# [STUDY MATERIAL]

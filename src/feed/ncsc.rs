//! NCSC feed adapter

use async_trait::async_trait;
use reqwest::Client;

use super::{parse_feed, FeedAdapter, FeedError, REQUEST_TIMEOUT};
use crate::model::article::Article;

const SOURCE_NAME: &str = "NCSC";
const FEED_URL: &str = "https://www.ncsc.gov.uk/api/1/services/v1/all-rss-feed.xml";

/// Adapter for the NCSC all-items RSS feed
pub struct NcscFeed {
    client: Client,
    url: String,
}

impl NcscFeed {
    pub fn new(url: impl Into<String>) -> Self {
        Self {
            client: Client::new(),
            url: url.into(),
        }
    }
}

impl Default for NcscFeed {
    fn default() -> Self {
        Self::new(FEED_URL)
    }
}

#[async_trait]
impl FeedAdapter for NcscFeed {
    fn source_name(&self) -> &'static str {
        SOURCE_NAME
    }

    async fn fetch(&self) -> Result<Vec<Article>, FeedError> {
        tracing::debug!(url = %self.url, "Fetching NCSC feed");

        let response = self
            .client
            .get(&self.url)
            .timeout(REQUEST_TIMEOUT)
            .send()
            .await?;

        if !response.status().is_success() {
            return Err(FeedError::ParseError(format!(
                "HTTP {}: {}",
                response.status(),
                self.url
            )));
        }

        let body = response.text().await?;
        parse_feed(&body, SOURCE_NAME)
    }
}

# [WHAT YOU WILL DO]
Find the line containing "let response = self" in the material above. Print it and every line after it through the end, exactly and only those.

# [ANSWER TO THE EXERCISE]
        let response = self
            .client
            .get(&self.url)
            .timeout(REQUEST_TIMEOUT)
            .send()
            .await?;

        if !response.status().is_success() {
            return Err(FeedError::ParseError(format!(
                "HTTP {}: {}",
                response.status(),
                self.url
            )));
        }

        let body = response.text().await?;
        parse_feed(&body, SOURCE_NAME)
    }
}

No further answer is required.